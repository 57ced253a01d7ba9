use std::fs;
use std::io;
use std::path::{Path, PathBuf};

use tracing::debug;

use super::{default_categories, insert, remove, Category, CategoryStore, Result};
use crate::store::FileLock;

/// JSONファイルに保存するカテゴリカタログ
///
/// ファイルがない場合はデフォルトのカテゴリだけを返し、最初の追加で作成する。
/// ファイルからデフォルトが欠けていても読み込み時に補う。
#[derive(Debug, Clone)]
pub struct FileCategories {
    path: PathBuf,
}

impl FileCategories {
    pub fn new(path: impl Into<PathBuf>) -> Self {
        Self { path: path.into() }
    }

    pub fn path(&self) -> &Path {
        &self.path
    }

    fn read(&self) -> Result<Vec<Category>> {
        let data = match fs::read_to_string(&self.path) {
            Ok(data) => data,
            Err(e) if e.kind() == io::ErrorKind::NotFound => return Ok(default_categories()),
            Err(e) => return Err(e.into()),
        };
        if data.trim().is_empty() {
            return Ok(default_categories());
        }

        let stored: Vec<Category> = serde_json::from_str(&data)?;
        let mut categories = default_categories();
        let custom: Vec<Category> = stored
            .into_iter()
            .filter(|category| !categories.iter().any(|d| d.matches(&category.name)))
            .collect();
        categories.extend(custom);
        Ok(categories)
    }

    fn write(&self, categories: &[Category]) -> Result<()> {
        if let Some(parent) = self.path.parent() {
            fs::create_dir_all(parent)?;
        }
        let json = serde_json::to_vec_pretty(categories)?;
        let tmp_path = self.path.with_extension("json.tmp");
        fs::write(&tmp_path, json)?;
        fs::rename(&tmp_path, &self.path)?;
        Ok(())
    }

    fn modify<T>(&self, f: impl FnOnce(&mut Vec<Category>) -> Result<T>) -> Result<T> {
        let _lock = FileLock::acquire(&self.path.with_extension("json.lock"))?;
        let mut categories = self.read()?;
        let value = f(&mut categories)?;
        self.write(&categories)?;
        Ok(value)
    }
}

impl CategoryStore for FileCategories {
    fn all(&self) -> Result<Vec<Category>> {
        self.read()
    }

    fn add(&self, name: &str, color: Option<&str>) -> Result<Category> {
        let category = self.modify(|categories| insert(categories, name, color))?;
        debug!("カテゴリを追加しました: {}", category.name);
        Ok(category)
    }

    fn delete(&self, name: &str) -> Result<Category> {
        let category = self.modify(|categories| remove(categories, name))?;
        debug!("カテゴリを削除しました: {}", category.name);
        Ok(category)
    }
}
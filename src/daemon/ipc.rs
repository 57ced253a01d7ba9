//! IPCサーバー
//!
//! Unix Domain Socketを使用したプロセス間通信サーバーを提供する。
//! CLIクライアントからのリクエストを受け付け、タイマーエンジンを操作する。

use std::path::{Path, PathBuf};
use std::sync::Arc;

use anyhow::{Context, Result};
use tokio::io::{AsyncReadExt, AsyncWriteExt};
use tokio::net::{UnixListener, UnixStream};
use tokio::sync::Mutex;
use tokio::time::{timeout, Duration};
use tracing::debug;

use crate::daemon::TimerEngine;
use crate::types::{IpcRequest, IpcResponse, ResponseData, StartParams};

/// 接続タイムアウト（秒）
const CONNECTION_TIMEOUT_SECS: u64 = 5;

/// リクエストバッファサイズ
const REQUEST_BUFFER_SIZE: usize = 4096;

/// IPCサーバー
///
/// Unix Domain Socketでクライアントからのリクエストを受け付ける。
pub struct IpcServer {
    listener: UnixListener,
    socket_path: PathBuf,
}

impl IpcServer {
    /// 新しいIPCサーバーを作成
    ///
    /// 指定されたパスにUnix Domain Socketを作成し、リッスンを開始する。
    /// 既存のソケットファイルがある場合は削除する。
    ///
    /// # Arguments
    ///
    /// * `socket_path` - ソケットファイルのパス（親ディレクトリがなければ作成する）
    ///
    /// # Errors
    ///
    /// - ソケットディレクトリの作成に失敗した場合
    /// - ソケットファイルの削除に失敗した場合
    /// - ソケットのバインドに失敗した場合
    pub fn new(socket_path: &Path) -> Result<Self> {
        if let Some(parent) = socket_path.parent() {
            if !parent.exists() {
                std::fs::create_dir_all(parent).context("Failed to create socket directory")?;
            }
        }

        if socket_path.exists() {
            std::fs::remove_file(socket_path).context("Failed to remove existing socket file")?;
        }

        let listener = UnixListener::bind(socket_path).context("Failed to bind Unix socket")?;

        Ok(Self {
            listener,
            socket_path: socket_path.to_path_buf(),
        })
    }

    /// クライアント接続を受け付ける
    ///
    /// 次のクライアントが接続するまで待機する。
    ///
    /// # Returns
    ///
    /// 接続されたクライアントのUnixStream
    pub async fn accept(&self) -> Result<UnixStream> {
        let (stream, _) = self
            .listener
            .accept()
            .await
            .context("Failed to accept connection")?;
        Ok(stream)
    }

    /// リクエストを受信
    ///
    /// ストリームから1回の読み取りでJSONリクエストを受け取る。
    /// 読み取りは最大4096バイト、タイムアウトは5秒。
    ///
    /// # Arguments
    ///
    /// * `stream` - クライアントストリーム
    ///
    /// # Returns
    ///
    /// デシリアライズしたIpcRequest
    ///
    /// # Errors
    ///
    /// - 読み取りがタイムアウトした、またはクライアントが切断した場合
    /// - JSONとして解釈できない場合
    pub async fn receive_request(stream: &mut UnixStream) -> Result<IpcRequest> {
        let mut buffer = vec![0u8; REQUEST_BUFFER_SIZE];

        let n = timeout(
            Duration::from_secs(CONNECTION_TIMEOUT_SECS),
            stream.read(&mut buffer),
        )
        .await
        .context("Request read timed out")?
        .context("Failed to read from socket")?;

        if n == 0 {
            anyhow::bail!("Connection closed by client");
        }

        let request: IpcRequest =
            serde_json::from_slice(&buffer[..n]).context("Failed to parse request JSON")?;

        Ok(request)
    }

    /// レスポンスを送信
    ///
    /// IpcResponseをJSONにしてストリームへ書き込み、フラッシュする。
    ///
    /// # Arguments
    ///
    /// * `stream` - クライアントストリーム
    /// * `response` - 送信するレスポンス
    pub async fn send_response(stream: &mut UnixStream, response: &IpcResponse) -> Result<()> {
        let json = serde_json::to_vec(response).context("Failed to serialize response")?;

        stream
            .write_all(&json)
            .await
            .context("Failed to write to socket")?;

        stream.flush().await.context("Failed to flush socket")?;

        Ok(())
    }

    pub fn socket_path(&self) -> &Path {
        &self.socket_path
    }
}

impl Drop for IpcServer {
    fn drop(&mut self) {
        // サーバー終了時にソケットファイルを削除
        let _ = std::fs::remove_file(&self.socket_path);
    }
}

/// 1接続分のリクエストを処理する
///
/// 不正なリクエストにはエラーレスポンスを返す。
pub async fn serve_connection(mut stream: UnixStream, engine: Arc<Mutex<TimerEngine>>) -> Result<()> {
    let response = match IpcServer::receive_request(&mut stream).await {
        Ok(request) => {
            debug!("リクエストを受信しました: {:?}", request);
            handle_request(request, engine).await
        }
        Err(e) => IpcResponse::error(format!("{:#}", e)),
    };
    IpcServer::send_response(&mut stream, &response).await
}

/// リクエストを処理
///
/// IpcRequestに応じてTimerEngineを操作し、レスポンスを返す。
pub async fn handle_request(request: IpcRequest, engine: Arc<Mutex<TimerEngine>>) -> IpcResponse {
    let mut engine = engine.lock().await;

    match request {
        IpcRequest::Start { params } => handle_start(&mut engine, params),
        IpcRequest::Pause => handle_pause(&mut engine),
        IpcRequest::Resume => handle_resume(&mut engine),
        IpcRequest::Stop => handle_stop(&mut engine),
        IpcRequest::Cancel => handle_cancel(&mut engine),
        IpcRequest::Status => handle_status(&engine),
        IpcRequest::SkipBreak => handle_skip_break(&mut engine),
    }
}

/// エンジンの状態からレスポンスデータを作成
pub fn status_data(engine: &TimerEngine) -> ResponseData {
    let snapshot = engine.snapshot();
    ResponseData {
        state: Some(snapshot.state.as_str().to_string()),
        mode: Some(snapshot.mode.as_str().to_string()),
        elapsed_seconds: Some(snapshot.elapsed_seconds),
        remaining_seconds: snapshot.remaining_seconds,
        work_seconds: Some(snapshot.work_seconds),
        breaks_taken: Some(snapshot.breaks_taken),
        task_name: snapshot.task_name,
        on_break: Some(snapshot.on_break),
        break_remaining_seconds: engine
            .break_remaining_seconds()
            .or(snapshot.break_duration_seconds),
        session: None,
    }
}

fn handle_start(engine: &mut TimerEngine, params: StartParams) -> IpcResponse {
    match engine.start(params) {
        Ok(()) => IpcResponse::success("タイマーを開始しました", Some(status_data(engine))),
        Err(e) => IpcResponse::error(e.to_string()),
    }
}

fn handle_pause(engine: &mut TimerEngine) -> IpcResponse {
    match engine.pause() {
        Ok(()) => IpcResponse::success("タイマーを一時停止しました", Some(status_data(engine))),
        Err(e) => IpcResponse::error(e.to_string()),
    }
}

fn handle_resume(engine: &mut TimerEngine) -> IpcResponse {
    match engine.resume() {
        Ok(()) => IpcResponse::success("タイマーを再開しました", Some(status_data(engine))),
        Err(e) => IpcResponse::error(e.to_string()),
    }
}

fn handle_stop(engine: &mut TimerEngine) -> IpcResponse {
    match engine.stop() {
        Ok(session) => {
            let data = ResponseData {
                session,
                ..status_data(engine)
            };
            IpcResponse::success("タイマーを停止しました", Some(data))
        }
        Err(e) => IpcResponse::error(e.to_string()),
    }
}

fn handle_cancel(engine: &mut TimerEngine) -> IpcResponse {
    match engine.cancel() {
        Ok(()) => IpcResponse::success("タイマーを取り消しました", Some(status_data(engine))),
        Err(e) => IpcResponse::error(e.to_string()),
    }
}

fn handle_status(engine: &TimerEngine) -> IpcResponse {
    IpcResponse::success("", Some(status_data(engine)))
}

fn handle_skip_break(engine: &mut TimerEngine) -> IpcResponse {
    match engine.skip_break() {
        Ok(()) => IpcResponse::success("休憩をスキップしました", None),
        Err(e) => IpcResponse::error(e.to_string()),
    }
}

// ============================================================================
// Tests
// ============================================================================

####

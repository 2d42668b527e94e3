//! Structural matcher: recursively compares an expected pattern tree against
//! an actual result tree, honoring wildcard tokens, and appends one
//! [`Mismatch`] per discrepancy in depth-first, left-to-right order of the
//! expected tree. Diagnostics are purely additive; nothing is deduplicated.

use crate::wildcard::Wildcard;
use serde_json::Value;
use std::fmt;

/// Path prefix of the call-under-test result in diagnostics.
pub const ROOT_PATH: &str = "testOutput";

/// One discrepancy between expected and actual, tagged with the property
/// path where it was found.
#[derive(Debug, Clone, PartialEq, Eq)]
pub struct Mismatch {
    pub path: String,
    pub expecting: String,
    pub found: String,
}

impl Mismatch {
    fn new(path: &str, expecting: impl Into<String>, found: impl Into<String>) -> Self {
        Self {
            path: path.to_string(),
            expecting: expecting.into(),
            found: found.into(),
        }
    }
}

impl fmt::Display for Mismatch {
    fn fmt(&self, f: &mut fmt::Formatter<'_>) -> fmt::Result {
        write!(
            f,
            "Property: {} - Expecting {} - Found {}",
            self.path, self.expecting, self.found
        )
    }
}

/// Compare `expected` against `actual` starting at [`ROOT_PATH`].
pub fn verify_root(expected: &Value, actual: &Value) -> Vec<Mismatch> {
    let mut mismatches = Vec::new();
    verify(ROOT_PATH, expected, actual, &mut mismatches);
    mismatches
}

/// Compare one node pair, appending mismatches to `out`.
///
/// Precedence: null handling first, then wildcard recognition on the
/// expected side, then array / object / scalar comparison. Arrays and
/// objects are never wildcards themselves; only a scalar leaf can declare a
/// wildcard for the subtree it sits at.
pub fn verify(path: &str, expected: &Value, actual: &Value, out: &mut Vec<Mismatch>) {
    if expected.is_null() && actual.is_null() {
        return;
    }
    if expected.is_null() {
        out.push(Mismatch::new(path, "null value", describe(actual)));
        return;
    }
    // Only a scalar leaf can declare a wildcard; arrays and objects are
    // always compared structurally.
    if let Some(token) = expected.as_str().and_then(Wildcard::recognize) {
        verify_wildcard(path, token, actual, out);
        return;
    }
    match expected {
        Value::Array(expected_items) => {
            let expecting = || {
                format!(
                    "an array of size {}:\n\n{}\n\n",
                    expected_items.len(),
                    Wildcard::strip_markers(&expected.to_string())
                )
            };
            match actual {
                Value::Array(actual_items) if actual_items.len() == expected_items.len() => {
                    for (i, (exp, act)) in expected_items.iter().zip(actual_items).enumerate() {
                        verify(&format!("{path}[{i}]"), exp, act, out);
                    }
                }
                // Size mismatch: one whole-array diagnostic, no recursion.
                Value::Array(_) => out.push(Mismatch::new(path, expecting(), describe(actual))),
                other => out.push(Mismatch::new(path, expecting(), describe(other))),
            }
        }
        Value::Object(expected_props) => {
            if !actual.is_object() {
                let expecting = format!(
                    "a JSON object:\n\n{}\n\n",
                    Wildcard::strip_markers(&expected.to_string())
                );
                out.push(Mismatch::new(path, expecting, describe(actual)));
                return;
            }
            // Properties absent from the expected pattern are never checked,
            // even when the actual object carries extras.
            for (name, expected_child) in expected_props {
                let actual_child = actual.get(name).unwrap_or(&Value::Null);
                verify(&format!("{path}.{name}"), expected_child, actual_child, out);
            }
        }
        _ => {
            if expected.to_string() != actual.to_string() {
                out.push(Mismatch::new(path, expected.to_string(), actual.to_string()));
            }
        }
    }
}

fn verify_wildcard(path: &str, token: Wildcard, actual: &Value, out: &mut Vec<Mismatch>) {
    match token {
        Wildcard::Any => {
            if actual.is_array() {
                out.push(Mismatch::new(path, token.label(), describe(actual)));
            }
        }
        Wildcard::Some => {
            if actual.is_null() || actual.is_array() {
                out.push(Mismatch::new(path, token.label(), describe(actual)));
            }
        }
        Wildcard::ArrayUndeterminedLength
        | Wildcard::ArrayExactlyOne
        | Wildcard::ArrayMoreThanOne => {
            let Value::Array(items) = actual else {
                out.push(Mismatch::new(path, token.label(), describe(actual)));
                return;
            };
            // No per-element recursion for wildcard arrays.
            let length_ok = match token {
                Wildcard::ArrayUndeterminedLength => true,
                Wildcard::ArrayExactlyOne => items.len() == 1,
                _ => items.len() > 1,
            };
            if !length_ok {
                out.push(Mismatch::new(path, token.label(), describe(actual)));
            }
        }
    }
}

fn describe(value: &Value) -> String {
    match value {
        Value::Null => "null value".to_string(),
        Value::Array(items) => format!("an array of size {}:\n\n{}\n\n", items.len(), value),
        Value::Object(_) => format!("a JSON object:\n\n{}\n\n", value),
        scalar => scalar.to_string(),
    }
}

####

## Instructions to follow
Work out the number of lines in the records containing the word "discrepancy". Write only that number.

## Solution to the exercise
2